Extract every line from the records below that contains the word "Insert".

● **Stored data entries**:
━━━━━━
//! Key-value storage abstraction for Stash.
//!
//! The [`KvStore`] trait is the only persistence surface the core needs:
//! pending captures and the list snapshot are opaque byte values under
//! string keys. Backends are pluggable (SQLite in the `stash` app crate,
//! in-memory here for tests and embedding).
//!
//! Implementations must be `Send + Sync` to work with async runtimes.
//!
//! # Concurrency
//!
//! Backends are treated as atomic per key. No cross-key lock is taken, so
//! two writers sharing one keyspace follow last-writer-wins.

pub mod memory;

use anyhow::Result;
use async_trait::async_trait;

/// Abstract key-value backend.
///
/// # Operations
///
/// | Method | Purpose |
/// |--------|---------|
/// | [`get`](KvStore::get) | Read one value |
/// | [`set`](KvStore::set) | Insert or overwrite one value |
/// | [`set_many`](KvStore::set_many) | Write several values, atomically where supported |
/// | [`delete`](KvStore::delete) | Remove one key (no-op if absent) |
/// | [`keys`](KvStore::keys) | List keys starting with a prefix |
#[async_trait]
pub trait KvStore: Send + Sync {
    /// Read the value stored under `key`.
    async fn get(&self, key: &str) -> Result<Option<Vec<u8>>>;

    /// Insert or overwrite the value under `key`.
    async fn set(&self, key: &str, value: &[u8]) -> Result<()>;

    /// Write several entries.
    ///
    /// The default writes them one by one; backends with transactions
    /// override this so readers never observe a partial write.
    async fn set_many(&self, entries: &[(&str, Vec<u8>)]) -> Result<()> {
        for (key, value) in entries {
            self.set(key, value).await?;
        }
        Ok(())
    }

    /// Remove `key`. Removing an absent key is not an error.
    async fn delete(&self, key: &str) -> Result<()>;

    /// List all keys starting with `prefix`, in unspecified order.
    async fn keys(&self, prefix: &str) -> Result<Vec<String>>;
}
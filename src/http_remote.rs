//! HTTP client for the Stash web API.
//!
//! Implements [`RemoteSync`] and [`ListSource`] against the app's routes,
//! plus the item actions the CLI performs before editing the cache
//! (delete, archive) and a reachability probe.
//!
//! | Call | Route |
//! |------|-------|
//! | [`RemoteSync::analyze_image`] | `POST /api/analyze` (multipart `images`, `type`) |
//! | [`RemoteSync::transcribe_audio`] | `POST /api/transcribe` (multipart `audio`) |
//! | [`RemoteSync::create_note`] | `POST /api/notes` (JSON `transcription`) |
//! | [`ListSource::fetch_discoveries`] | `GET /api/discoveries` |
//! | [`ListSource::fetch_notes`] | `GET /api/notes` |
//! | [`HttpRemote::fetch_archived`] | `GET /api/{discoveries,notes}?archived=true` |
//! | [`HttpRemote::delete`] | `DELETE /api/{discoveries,notes}/{id}` |
//! | [`HttpRemote::set_archived`] | `PATCH /api/{discoveries,notes}/{id}` |
//! | [`HttpRemote::send_to_notion`] | `POST /api/notion` |
//! | [`HttpRemote::probe`] | `GET /api/discoveries`, any status |
//!
//! Any non-2xx status, transport failure, or unexpected body is a
//! [`RemoteError`]. Nothing is retried here; retry policy belongs to the
//! queue.
//!
//! The probe has its own short timeout so a remote that accepts connections
//! but never answers reads as offline instead of stalling the caller.

use std::fmt;
use std::time::Duration;

use anyhow::Result;
use async_trait::async_trait;
use reqwest::multipart::{Form, Part};
use reqwest::{RequestBuilder, Response};
use serde::de::DeserializeOwned;
use serde::{Deserialize, Serialize};
use tracing::{debug, info};

use stash_core::models::{Discovery, Note};
use stash_core::remote::{ListSource, RemoteError, RemoteResult, RemoteSync};

use crate::config::{NotionConfig, RemoteConfig};

/// Probe timeout when none is configured.
pub const DEFAULT_PROBE_TIMEOUT: Duration = Duration::from_secs(3);

/// Which remote collection an item action targets.
#[derive(Debug, Clone, Copy, PartialEq, Eq)]
pub enum ItemKind {
    Discovery,
    Note,
}

impl ItemKind {
    fn collection(&self) -> &'static str {
        match self {
            ItemKind::Discovery => "discoveries",
            ItemKind::Note => "notes",
        }
    }
}

impl fmt::Display for ItemKind {
    fn fmt(&self, f: &mut fmt::Formatter<'_>) -> fmt::Result {
        match self {
            ItemKind::Discovery => f.write_str("discovery"),
            ItemKind::Note => f.write_str("note"),
        }
    }
}

#[derive(Deserialize)]
struct AnalyzeResponse {
    results: Vec<Discovery>,
}

#[derive(Deserialize)]
struct TranscribeResponse {
    transcription: String,
}

#[derive(Deserialize)]
struct NoteResponse {
    note: Note,
}

#[derive(Deserialize)]
struct DiscoveriesResponse {
    #[serde(default)]
    discoveries: Vec<Discovery>,
}

#[derive(Deserialize)]
struct NotesResponse {
    #[serde(default)]
    notes: Vec<Note>,
}

#[derive(Deserialize)]
struct NotionResponse {
    #[serde(default)]
    success: bool,
    #[serde(default)]
    error: Option<String>,
}

/// Body of `POST /api/notion`.
#[derive(Debug, Serialize, PartialEq)]
struct NotionRequest<'a> {
    #[serde(rename = "type")]
    kind: &'static str,
    #[serde(skip_serializing_if = "Option::is_none")]
    name: Option<&'a str>,
    #[serde(skip_serializing_if = "Option::is_none")]
    description: Option<&'a str>,
    #[serde(skip_serializing_if = "Option::is_none")]
    transcription: Option<&'a str>,
    #[serde(skip_serializing_if = "Option::is_none")]
    link: Option<&'a str>,
    #[serde(skip_serializing_if = "Option::is_none")]
    credentials: Option<NotionCredentials<'a>>,
}

#[derive(Debug, Serialize, PartialEq)]
#[serde(rename_all = "camelCase")]
struct NotionCredentials<'a> {
    api_key: &'a str,
    page_id: &'a str,
}

/// An item forwarded to Notion.
#[derive(Debug, Clone, Copy)]
pub enum NotionItem<'a> {
    Discovery(&'a Discovery),
    Note(&'a Note),
}

impl<'a> NotionItem<'a> {
    fn request(self, notion: Option<&'a NotionConfig>) -> NotionRequest<'a> {
        let credentials = notion.map(|n| NotionCredentials {
            api_key: &n.api_key,
            page_id: &n.page_id,
        });
        match self {
            NotionItem::Discovery(d) => NotionRequest {
                kind: "discovery",
                name: Some(d.name.as_str()),
                description: d.description.as_deref(),
                transcription: None,
                link: d.link.as_deref(),
                credentials,
            },
            NotionItem::Note(n) => NotionRequest {
                kind: "note",
                name: None,
                description: None,
                transcription: Some(n.transcription.as_str()),
                link: None,
                credentials,
            },
        }
    }
}

/// `{"error": "..."}` bodies become [`RemoteError::Rejected`].
fn rejected_message(err: RemoteError) -> RemoteError {
    match err {
        RemoteError::Status { status, body } => {
            match serde_json::from_str::<NotionResponse>(&body) {
                Ok(NotionResponse {
                    error: Some(message),
                    ..
                }) => RemoteError::Rejected(message),
                _ => RemoteError::Status { status, body },
            }
        }
        other => other,
    }
}

/// Client for one Stash deployment.
pub struct HttpRemote {
    base_url: String,
    auth_token: Option<String>,
    probe_timeout: Duration,
    client: reqwest::Client,
}

impl HttpRemote {
    pub fn new(config: &RemoteConfig) -> Result<Self> {
        let mut builder = reqwest::Client::builder();
        if let Some(secs) = config.timeout_secs {
            builder = builder.timeout(Duration::from_secs(secs));
        }
        Ok(Self {
            base_url: config.base_url.trim_end_matches('/').to_string(),
            auth_token: config.auth_token.clone(),
            probe_timeout: DEFAULT_PROBE_TIMEOUT,
            client: builder.build()?,
        })
    }

    pub fn with_probe_timeout(mut self, timeout: Duration) -> Self {
        self.probe_timeout = timeout;
        self
    }

    fn url(&self, path: &str) -> String {
        format!("{}{}", self.base_url, path)
    }

    fn authorize(&self, request: RequestBuilder) -> RequestBuilder {
        match &self.auth_token {
            Some(token) => request.bearer_auth(token),
            None => request,
        }
    }

    async fn send(&self, request: RequestBuilder) -> RemoteResult<Response> {
        let response = self
            .authorize(request)
            .send()
            .await
            .map_err(|e| RemoteError::Transport(e.to_string()))?;

        let status = response.status();
        if !status.is_success() {
            let body = response.text().await.unwrap_or_default();
            return Err(RemoteError::Status {
                status: status.as_u16(),
                body,
            });
        }
        Ok(response)
    }

    async fn send_json<T: DeserializeOwned>(&self, request: RequestBuilder) -> RemoteResult<T> {
        let response = self.send(request).await?;
        response
            .json::<T>()
            .await
            .map_err(|e| RemoteError::Malformed(e.to_string()))
    }

    /// Delete a discovery or note on the remote.
    pub async fn delete(&self, kind: ItemKind, id: &str) -> RemoteResult<()> {
        let url = self.url(&format!("/api/{}/{}", kind.collection(), id));
        self.send(self.client.delete(url)).await?;
        debug!(%kind, id, "deleted remotely");
        Ok(())
    }

    /// Archive or unarchive a discovery or note on the remote.
    pub async fn set_archived(&self, kind: ItemKind, id: &str, archived: bool) -> RemoteResult<()> {
        let url = self.url(&format!("/api/{}/{}", kind.collection(), id));
        let body = serde_json::json!({ "archived": archived });
        self.send(self.client.patch(url).json(&body)).await?;
        debug!(%kind, id, archived, "archive flag set remotely");
        Ok(())
    }

    /// Archived discoveries and notes, newest first.
    pub async fn fetch_archived(&self) -> RemoteResult<(Vec<Discovery>, Vec<Note>)> {
        let discoveries = self.send_json::<DiscoveriesResponse>(
            self.client.get(self.url("/api/discoveries?archived=true")),
        );
        let notes = self
            .send_json::<NotesResponse>(self.client.get(self.url("/api/notes?archived=true")));
        let (discoveries, notes) = tokio::try_join!(discoveries, notes)?;
        Ok((discoveries.discoveries, notes.notes))
    }

    /// Forward a discovery or note to a Notion page.
    ///
    /// Without `notion` credentials the server uses its own, if it has any.
    pub async fn send_to_notion(
        &self,
        item: NotionItem<'_>,
        notion: Option<&NotionConfig>,
    ) -> RemoteResult<()> {
        let body = item.request(notion);
        let response: NotionResponse = self
            .send_json(self.client.post(self.url("/api/notion")).json(&body))
            .await
            .map_err(rejected_message)?;
        if !response.success {
            return Err(RemoteError::Rejected(
                response
                    .error
                    .unwrap_or_else(|| "notion send failed".to_string()),
            ));
        }
        info!(kind = body.kind, "sent to notion");
        Ok(())
    }

    /// Whether the deployment answers within the probe timeout. Any HTTP
    /// status counts as reachable.
    pub async fn probe(&self) -> bool {
        let request = self
            .authorize(self.client.get(self.url("/api/discoveries")))
            .timeout(self.probe_timeout);
        match request.send().await {
            Ok(_) => true,
            Err(e) => {
                debug!(error = %e, "remote unreachable");
                false
            }
        }
    }
}

#[async_trait]
impl RemoteSync for HttpRemote {
    async fn analyze_image(&self, payload: &[u8], category: &str) -> RemoteResult<Vec<Discovery>> {
        let part = Part::bytes(payload.to_vec())
            .file_name("offline-capture.jpg")
            .mime_str("image/jpeg")
            .map_err(|e| RemoteError::Transport(e.to_string()))?;
        let form = Form::new()
            .part("images", part)
            .text("type", category.to_string());

        let response: AnalyzeResponse = self
            .send_json(self.client.post(self.url("/api/analyze")).multipart(form))
            .await?;
        Ok(response.results)
    }

    async fn transcribe_audio(&self, payload: &[u8]) -> RemoteResult<String> {
        let part = Part::bytes(payload.to_vec())
            .file_name("recording.webm")
            .mime_str("audio/webm")
            .map_err(|e| RemoteError::Transport(e.to_string()))?;
        let form = Form::new().part("audio", part);

        let response: TranscribeResponse = self
            .send_json(self.client.post(self.url("/api/transcribe")).multipart(form))
            .await?;
        if response.transcription.trim().is_empty() {
            return Err(RemoteError::Malformed("empty transcription".to_string()));
        }
        Ok(response.transcription)
    }

    async fn create_note(&self, text: &str) -> RemoteResult<Note> {
        let body = serde_json::json!({ "transcription": text });
        let response: NoteResponse = self
            .send_json(self.client.post(self.url("/api/notes")).json(&body))
            .await?;
        Ok(response.note)
    }
}

#[async_trait]
impl ListSource for HttpRemote {
    async fn fetch_discoveries(&self) -> RemoteResult<Vec<Discovery>> {
        let response: DiscoveriesResponse = self
            .send_json(self.client.get(self.url("/api/discoveries")))
            .await?;
        Ok(response.discoveries)
    }

    async fn fetch_notes(&self) -> RemoteResult<Vec<Note>> {
        let response: NotesResponse = self
            .send_json(self.client.get(self.url("/api/notes")))
            .await?;
        Ok(response.notes)
    }
}

#[cfg(test)]
mod tests {
    use super::*;

    fn remote(base_url: &str) -> HttpRemote {
        HttpRemote::new(&RemoteConfig {
            base_url: base_url.to_string(),
            auth_token: None,
            timeout_secs: None,
        })
        .unwrap()
    }

    #[test]
    fn test_trailing_slash_trimmed() {
        let r = remote("http://localhost:3000/");
        assert_eq!(r.url("/api/notes"), "http://localhost:3000/api/notes");
    }

    #[test]
    fn test_missing_list_field_is_empty() {
        let parsed: DiscoveriesResponse = serde_json::from_str("{}").unwrap();
        assert!(parsed.discoveries.is_empty());
        let parsed: NotesResponse = serde_json::from_str(r#"{"error":"x"}"#).unwrap();
        assert!(parsed.notes.is_empty());
    }

    #[test]
    fn test_notion_request_bodies() {
        let discovery = Discovery {
            id: "d1".to_string(),
            kind: stash_core::models::DiscoveryType::Gadget,
            name: "Flipper".to_string(),
            description: Some("multi-tool".to_string()),
            link: None,
            metadata: None,
            image_url: None,
            created_at: chrono::Utc::now(),
            archived_at: None,
        };
        let body = serde_json::to_value(NotionItem::Discovery(&discovery).request(None)).unwrap();
        assert_eq!(
            body,
            serde_json::json!({ "type": "discovery", "name": "Flipper", "description": "multi-tool" })
        );

        let note = Note {
            id: "n1".to_string(),
            transcription: "call back".to_string(),
            created_at: chrono::Utc::now(),
            archived_at: None,
        };
        let notion = NotionConfig {
            api_key: "secret".to_string(),
            page_id: "page".to_string(),
        };
        let body = serde_json::to_value(NotionItem::Note(&note).request(Some(&notion))).unwrap();
        assert_eq!(
            body,
            serde_json::json!({
                "type": "note",
                "transcription": "call back",
                "credentials": { "apiKey": "secret", "pageId": "page" }
            })
        );
    }

    #[test]
    fn test_error_body_becomes_rejected() {
        let err = rejected_message(RemoteError::Status {
            status: 400,
            body: r#"{"error":"Notion credentials not configured"}"#.to_string(),
        });
        assert!(matches!(err, RemoteError::Rejected(m) if m == "Notion credentials not configured"));

        let err = rejected_message(RemoteError::Status {
            status: 502,
            body: "bad gateway".to_string(),
        });
        assert!(matches!(err, RemoteError::Status { status: 502, .. }));
    }

    #[test]
    fn test_item_kind_routes() {
        assert_eq!(ItemKind::Discovery.collection(), "discoveries");
        assert_eq!(ItemKind::Note.collection(), "notes");
        assert_eq!(ItemKind::Note.to_string(), "note");
    }
}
━━━━━━
● **ANSWER SECTION**:
/// | [`set`](KvStore::set) | Insert or overwrite one value |
    /// Insert or overwrite the value under `key`.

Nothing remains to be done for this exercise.